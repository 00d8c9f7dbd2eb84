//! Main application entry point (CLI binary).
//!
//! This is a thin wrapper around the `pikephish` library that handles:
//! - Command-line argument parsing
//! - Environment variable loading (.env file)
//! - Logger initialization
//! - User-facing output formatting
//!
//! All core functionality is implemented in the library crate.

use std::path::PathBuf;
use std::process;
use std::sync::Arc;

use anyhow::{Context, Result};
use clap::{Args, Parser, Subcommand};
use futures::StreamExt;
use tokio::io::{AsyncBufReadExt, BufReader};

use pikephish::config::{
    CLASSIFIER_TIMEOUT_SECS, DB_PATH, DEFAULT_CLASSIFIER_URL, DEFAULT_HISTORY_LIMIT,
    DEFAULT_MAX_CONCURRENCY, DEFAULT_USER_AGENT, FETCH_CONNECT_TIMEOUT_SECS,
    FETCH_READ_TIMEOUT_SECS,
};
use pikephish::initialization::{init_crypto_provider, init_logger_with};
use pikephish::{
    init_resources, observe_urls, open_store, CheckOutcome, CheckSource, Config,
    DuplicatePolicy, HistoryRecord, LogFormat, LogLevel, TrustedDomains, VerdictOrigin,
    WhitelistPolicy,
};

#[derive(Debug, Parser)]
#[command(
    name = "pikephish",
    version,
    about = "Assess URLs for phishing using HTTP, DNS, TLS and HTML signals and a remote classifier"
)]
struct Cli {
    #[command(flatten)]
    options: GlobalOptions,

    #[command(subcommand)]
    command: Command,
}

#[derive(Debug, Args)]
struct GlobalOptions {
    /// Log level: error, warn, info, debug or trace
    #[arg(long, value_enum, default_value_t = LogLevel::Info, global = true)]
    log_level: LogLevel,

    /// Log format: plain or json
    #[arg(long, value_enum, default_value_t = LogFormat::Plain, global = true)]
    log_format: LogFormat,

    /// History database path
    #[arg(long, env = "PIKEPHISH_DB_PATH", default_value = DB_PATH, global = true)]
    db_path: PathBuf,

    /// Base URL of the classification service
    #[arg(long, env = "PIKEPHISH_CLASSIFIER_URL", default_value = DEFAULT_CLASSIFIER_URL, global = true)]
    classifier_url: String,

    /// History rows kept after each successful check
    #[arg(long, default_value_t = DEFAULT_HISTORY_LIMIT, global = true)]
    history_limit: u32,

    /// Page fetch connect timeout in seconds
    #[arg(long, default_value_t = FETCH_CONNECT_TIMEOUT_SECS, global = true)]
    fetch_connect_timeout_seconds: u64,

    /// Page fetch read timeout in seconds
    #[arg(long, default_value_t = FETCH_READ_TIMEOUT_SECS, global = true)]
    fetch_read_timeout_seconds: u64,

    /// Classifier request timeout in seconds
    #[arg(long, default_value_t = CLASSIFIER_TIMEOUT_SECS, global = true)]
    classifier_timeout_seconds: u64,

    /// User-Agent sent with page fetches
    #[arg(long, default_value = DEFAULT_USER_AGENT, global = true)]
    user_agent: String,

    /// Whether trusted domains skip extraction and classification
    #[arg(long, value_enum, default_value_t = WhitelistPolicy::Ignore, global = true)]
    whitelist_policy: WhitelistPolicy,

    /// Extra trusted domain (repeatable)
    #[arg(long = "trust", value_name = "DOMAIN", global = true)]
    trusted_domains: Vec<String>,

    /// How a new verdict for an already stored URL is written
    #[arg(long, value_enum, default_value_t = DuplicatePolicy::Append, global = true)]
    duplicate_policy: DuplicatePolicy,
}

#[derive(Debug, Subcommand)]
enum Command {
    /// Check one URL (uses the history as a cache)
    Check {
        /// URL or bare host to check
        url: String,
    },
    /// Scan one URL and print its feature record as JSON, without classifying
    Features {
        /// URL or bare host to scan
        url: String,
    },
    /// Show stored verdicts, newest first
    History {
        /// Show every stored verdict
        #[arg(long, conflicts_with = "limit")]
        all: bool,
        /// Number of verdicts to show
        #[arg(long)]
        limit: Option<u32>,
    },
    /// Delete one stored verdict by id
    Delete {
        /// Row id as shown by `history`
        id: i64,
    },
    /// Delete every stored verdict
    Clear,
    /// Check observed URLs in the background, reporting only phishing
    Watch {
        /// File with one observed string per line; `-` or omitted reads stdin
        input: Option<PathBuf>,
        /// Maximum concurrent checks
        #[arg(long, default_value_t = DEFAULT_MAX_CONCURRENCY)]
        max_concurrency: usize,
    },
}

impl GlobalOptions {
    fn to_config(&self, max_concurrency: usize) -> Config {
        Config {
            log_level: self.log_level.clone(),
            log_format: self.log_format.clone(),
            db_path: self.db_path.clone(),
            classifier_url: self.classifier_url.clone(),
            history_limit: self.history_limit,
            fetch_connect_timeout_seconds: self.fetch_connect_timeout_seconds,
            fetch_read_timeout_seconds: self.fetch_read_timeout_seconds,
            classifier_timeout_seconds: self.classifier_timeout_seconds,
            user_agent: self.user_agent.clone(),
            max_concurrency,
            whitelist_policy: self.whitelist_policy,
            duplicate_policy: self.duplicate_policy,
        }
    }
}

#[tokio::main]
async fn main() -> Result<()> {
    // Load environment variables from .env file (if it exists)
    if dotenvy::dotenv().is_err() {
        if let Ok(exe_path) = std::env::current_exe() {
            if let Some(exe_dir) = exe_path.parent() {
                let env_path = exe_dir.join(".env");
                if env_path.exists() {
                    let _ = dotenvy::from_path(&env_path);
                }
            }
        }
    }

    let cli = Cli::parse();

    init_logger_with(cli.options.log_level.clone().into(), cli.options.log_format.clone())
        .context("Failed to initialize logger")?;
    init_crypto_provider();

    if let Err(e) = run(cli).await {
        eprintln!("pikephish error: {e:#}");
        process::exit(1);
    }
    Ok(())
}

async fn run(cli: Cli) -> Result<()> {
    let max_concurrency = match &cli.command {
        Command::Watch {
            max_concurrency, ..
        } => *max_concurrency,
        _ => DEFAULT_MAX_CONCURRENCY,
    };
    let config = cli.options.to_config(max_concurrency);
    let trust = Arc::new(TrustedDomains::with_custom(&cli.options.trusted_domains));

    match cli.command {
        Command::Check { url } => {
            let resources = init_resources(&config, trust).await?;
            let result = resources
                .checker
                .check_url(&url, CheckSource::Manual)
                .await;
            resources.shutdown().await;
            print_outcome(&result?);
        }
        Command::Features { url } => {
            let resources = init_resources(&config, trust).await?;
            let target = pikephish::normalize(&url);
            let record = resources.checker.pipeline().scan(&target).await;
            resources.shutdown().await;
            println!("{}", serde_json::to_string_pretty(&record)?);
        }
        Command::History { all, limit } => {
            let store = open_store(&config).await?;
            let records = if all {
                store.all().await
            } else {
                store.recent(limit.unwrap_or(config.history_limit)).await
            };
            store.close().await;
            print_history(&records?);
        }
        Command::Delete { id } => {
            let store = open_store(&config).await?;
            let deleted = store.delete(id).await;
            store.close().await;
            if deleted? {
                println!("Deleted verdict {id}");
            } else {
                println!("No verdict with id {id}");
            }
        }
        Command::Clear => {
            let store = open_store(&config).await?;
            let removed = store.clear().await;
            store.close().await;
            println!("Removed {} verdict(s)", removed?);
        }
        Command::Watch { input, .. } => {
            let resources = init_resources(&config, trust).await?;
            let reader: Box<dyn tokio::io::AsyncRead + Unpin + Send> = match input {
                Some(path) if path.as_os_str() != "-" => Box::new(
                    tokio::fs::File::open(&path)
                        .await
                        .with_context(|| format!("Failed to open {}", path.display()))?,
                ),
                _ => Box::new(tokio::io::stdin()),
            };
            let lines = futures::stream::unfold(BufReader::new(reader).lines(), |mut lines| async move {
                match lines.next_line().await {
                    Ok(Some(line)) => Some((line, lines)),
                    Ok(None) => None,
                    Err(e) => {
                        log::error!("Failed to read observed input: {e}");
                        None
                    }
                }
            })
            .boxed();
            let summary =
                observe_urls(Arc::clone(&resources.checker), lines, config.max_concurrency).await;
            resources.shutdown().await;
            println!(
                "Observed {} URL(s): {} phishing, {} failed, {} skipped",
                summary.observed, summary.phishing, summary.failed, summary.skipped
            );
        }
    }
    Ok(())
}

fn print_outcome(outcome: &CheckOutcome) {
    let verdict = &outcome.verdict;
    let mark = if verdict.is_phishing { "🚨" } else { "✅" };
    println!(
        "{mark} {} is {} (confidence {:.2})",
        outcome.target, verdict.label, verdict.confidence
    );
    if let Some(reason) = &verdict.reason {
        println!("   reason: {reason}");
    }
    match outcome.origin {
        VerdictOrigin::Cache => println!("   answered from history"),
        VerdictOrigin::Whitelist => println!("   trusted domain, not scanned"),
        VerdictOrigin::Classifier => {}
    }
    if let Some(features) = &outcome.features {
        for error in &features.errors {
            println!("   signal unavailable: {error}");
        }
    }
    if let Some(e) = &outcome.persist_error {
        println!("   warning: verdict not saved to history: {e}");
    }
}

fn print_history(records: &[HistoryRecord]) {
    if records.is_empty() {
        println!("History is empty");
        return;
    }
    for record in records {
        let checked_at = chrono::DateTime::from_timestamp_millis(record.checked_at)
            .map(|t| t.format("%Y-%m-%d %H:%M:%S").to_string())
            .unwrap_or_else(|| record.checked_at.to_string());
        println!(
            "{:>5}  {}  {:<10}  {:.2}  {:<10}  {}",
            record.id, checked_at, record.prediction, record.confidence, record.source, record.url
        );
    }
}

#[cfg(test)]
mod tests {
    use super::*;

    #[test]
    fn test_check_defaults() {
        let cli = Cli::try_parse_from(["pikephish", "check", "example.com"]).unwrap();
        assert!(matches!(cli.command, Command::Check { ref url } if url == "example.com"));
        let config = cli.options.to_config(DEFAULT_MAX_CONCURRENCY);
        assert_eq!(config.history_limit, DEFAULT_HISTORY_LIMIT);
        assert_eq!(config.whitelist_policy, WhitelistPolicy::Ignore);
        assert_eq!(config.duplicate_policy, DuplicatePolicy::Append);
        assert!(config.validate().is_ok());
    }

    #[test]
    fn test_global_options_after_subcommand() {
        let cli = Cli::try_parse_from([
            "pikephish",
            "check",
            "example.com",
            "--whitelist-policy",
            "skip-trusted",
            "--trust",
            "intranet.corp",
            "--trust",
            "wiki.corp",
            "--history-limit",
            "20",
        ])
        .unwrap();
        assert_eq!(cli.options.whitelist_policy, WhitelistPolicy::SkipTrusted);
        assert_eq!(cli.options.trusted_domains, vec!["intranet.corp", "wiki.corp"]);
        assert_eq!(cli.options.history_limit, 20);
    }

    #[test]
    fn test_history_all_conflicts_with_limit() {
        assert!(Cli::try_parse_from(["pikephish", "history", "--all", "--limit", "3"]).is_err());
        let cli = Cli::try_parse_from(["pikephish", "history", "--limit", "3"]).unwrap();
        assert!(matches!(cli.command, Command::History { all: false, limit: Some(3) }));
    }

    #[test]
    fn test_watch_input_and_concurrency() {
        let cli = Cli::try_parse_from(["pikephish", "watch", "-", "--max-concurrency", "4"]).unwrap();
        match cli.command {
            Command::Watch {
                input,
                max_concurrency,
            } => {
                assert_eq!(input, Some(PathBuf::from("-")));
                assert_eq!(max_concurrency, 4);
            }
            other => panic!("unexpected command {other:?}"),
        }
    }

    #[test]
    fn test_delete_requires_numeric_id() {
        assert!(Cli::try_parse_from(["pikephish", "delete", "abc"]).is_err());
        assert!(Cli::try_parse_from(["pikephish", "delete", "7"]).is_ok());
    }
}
····················
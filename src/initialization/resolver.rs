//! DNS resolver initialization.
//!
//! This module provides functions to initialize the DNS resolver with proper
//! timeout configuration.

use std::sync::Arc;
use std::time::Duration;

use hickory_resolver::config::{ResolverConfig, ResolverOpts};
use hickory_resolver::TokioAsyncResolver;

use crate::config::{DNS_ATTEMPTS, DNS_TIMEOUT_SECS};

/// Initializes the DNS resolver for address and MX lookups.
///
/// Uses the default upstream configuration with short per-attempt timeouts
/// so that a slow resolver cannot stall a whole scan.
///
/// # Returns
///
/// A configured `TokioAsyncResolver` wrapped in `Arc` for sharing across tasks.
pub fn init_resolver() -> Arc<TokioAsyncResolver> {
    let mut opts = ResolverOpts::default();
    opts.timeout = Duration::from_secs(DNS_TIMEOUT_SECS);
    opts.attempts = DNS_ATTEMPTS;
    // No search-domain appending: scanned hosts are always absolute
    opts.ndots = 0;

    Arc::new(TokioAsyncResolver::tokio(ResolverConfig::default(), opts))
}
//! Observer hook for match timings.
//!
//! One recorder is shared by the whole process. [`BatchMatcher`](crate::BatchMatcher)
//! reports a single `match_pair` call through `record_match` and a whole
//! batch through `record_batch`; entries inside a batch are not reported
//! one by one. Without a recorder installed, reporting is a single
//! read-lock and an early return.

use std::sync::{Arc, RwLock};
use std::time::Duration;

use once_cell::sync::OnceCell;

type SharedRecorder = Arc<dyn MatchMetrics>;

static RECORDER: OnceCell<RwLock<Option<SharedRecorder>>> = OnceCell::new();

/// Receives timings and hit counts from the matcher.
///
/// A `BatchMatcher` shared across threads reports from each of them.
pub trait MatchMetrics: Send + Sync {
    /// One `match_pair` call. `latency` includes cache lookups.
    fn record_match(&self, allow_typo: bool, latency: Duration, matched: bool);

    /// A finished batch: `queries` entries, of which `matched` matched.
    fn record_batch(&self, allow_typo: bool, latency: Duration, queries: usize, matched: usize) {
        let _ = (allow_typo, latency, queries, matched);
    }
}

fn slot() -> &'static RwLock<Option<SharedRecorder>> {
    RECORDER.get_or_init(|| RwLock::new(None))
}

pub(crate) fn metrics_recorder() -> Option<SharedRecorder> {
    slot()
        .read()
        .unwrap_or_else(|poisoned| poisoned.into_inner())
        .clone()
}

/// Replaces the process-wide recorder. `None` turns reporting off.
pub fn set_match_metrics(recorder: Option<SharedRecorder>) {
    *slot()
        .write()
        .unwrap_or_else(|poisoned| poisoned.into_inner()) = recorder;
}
····················
### TASK
Set down precisely the lines above between the line holding "repository 00d8c9f7dbd2eb84" and the line holding "debug or trace", inclusive, and nothing beyond them.

### OUTPUT FOR THIS EXERCISE
repository 00d8c9f7dbd2eb84
//! Main application entry point (CLI binary).
//!
//! This is a thin wrapper around the `pikephish` library that handles:
//! - Command-line argument parsing
//! - Environment variable loading (.env file)
//! - Logger initialization
//! - User-facing output formatting
//!
//! All core functionality is implemented in the library crate.

use std::path::PathBuf;
use std::process;
use std::sync::Arc;

use anyhow::{Context, Result};
use clap::{Args, Parser, Subcommand};
use futures::StreamExt;
use tokio::io::{AsyncBufReadExt, BufReader};

use pikephish::config::{
    CLASSIFIER_TIMEOUT_SECS, DB_PATH, DEFAULT_CLASSIFIER_URL, DEFAULT_HISTORY_LIMIT,
    DEFAULT_MAX_CONCURRENCY, DEFAULT_USER_AGENT, FETCH_CONNECT_TIMEOUT_SECS,
    FETCH_READ_TIMEOUT_SECS,
};
use pikephish::initialization::{init_crypto_provider, init_logger_with};
use pikephish::{
    init_resources, observe_urls, open_store, CheckOutcome, CheckSource, Config,
    DuplicatePolicy, HistoryRecord, LogFormat, LogLevel, TrustedDomains, VerdictOrigin,
    WhitelistPolicy,
};

#[derive(Debug, Parser)]
#[command(
    name = "pikephish",
    version,
    about = "Assess URLs for phishing using HTTP, DNS, TLS and HTML signals and a remote classifier"
)]
struct Cli {
    #[command(flatten)]
    options: GlobalOptions,

    #[command(subcommand)]
    command: Command,
}

#[derive(Debug, Args)]
struct GlobalOptions {
    /// Log level: error, warn, info, debug or trace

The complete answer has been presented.